* [Directions for this task]:
If a line in the entries below contains the word "ParameterDef", it counts; report how many such lines there are, and only that number.

* [Task input]:

□ □ □

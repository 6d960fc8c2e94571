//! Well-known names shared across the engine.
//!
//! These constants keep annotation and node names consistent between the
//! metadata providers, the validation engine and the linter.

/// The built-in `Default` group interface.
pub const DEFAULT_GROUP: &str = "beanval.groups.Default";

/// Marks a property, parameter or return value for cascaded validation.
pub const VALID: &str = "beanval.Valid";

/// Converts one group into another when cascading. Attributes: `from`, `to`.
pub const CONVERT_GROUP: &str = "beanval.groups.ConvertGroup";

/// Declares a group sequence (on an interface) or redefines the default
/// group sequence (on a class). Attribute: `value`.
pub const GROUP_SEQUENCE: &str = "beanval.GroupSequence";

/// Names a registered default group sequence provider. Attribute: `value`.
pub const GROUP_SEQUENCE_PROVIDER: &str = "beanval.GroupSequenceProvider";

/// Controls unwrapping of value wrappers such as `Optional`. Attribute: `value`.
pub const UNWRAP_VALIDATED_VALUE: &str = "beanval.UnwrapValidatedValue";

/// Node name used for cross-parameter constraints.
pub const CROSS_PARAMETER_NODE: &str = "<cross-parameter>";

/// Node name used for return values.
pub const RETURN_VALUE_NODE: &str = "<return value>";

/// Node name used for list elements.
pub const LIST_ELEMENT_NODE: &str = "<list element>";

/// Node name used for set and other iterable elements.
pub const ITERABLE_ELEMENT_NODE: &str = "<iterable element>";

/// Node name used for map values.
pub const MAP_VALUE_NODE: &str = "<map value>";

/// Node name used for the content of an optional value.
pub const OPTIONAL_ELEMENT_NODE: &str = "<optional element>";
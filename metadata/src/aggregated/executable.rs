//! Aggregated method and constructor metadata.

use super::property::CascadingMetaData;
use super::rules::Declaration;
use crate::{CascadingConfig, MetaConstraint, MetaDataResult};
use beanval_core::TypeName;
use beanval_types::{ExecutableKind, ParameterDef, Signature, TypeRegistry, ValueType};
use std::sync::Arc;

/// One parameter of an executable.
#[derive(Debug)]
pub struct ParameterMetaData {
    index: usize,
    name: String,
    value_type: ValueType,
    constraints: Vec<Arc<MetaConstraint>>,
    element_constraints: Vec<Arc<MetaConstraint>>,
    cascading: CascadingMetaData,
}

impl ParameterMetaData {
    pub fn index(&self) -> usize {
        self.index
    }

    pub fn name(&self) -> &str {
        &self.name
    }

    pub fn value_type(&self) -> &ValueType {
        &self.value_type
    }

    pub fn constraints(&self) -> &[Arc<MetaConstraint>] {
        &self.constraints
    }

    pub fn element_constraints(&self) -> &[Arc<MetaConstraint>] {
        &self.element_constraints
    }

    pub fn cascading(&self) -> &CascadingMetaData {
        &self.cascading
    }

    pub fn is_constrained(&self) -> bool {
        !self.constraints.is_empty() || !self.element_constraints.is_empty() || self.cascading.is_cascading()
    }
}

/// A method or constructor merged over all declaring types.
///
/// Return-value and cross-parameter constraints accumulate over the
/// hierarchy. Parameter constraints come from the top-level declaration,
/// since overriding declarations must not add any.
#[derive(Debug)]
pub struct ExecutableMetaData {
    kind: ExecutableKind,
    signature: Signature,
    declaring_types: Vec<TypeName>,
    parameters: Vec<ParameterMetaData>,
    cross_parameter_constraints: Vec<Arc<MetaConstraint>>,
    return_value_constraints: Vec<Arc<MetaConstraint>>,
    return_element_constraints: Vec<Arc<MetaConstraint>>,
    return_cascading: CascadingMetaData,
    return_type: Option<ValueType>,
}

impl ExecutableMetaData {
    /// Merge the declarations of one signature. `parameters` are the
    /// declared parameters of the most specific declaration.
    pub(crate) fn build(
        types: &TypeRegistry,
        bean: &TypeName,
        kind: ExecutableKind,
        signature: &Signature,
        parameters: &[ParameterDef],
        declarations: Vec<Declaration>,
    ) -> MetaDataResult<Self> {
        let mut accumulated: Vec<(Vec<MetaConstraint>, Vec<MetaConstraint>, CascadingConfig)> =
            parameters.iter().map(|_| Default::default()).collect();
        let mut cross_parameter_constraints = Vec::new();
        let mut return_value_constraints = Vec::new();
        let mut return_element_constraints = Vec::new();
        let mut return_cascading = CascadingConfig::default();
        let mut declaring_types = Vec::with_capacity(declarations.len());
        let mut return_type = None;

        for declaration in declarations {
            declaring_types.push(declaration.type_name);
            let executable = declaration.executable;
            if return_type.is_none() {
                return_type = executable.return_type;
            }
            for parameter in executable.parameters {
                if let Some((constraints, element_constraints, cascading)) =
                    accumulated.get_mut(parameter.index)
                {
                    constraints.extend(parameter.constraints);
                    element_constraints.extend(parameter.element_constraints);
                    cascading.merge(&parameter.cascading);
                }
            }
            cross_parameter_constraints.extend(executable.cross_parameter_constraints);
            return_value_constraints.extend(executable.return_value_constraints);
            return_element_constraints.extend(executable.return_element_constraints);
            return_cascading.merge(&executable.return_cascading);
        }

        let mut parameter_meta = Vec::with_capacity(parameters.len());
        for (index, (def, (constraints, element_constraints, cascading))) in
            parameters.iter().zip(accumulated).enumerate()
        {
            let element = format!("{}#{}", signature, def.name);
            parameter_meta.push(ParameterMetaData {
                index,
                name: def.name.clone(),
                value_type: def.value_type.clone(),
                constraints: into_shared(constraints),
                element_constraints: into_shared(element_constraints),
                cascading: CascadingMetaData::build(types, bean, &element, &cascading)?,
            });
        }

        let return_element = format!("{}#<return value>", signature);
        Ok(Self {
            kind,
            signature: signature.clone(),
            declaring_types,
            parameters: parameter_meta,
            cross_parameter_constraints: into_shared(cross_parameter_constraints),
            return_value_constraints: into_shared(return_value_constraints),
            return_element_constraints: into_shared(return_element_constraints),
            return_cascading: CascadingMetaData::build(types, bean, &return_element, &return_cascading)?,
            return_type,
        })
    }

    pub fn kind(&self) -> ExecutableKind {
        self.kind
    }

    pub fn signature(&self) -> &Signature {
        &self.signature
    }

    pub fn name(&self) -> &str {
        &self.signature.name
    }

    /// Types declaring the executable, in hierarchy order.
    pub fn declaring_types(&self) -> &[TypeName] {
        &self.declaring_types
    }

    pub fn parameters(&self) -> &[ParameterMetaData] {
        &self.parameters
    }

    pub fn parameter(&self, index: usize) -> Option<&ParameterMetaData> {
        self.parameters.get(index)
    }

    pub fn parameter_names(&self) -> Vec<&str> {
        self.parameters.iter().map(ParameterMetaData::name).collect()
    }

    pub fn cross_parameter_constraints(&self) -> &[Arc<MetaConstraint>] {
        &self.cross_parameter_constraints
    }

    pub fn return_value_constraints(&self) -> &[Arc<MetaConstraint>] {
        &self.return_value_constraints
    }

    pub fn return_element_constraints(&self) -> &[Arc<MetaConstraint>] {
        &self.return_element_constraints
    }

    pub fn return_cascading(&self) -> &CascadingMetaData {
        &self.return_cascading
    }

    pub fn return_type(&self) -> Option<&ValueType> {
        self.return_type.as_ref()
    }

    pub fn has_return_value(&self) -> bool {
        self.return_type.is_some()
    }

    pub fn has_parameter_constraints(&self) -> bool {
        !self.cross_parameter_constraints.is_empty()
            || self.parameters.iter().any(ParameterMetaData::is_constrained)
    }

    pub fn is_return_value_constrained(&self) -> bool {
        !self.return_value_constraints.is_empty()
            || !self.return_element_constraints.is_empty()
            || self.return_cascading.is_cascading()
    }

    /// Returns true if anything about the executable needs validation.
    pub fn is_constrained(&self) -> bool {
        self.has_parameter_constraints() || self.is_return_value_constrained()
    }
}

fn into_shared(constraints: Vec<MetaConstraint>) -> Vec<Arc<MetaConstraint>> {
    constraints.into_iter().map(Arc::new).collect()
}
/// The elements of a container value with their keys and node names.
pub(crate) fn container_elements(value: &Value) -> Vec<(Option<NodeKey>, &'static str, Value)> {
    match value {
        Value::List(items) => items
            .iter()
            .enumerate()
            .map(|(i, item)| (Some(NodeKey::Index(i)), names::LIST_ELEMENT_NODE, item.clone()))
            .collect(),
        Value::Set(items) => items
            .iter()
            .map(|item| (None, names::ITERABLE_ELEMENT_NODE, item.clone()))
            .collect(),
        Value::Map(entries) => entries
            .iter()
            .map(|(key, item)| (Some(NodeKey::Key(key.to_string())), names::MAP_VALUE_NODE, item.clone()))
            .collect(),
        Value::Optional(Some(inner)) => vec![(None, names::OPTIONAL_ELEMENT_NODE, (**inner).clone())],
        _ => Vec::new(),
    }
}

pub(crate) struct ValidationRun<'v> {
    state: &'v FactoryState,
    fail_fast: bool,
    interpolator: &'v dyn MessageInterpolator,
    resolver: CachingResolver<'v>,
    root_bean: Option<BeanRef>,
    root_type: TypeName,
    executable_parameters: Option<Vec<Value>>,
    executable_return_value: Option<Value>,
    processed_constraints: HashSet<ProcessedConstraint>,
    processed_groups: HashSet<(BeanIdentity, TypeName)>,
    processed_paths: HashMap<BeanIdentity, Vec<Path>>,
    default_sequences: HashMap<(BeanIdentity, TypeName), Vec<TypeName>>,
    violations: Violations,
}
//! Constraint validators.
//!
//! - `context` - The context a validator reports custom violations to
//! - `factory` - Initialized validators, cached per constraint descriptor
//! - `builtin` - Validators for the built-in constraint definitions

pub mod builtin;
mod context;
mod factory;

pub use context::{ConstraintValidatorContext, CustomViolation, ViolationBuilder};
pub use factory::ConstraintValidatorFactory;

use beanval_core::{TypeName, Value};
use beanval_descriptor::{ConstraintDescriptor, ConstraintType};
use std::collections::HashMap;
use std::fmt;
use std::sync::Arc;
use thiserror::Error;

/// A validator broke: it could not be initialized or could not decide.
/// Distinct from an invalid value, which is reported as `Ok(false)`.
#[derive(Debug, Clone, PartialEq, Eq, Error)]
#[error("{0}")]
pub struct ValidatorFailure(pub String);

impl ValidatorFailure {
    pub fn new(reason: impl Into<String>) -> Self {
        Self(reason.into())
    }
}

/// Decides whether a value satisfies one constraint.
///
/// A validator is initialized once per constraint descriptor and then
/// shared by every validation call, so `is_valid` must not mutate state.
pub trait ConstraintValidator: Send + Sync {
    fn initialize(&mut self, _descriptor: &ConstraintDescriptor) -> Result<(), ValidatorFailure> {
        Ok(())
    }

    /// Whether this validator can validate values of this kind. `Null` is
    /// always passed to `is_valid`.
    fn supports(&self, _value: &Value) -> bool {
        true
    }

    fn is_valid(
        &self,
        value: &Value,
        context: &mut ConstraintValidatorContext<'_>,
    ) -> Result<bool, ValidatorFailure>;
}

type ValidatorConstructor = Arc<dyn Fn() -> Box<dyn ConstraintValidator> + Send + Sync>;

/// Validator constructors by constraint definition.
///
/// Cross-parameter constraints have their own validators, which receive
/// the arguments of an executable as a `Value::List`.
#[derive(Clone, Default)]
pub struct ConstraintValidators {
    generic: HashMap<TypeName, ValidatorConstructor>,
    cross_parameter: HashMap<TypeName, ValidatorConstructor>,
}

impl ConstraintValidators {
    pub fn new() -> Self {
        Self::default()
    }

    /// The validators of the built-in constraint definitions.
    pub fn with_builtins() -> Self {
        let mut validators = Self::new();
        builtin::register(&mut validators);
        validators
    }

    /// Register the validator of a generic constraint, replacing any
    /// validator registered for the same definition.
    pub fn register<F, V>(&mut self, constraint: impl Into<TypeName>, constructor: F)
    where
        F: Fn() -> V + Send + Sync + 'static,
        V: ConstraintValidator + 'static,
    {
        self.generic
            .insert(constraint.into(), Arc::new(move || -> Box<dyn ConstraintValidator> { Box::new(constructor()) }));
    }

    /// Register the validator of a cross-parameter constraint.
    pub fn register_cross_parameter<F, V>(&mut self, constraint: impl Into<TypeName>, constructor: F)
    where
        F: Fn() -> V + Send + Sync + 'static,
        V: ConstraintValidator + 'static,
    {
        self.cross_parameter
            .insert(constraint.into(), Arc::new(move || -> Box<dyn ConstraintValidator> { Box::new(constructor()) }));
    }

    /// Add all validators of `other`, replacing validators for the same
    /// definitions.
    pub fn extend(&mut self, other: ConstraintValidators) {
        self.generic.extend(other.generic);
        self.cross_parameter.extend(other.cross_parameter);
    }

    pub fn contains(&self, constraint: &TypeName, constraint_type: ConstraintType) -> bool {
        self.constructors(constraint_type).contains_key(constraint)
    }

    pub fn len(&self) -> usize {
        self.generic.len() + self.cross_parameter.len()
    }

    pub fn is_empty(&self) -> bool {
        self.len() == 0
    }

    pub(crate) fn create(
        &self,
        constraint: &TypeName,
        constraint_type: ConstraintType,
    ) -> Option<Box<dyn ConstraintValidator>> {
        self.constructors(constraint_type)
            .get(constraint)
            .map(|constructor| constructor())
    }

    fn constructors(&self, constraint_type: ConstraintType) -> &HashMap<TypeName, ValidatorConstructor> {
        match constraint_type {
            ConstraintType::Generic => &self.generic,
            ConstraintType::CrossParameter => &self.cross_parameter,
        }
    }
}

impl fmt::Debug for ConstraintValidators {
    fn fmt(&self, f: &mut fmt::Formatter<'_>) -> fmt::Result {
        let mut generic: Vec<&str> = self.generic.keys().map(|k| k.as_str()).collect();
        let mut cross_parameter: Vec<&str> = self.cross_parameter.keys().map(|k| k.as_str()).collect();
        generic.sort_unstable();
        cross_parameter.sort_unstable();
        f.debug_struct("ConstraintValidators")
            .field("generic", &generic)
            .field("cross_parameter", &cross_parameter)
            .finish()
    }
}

□ □ □

* [Answer to the exercise]:
2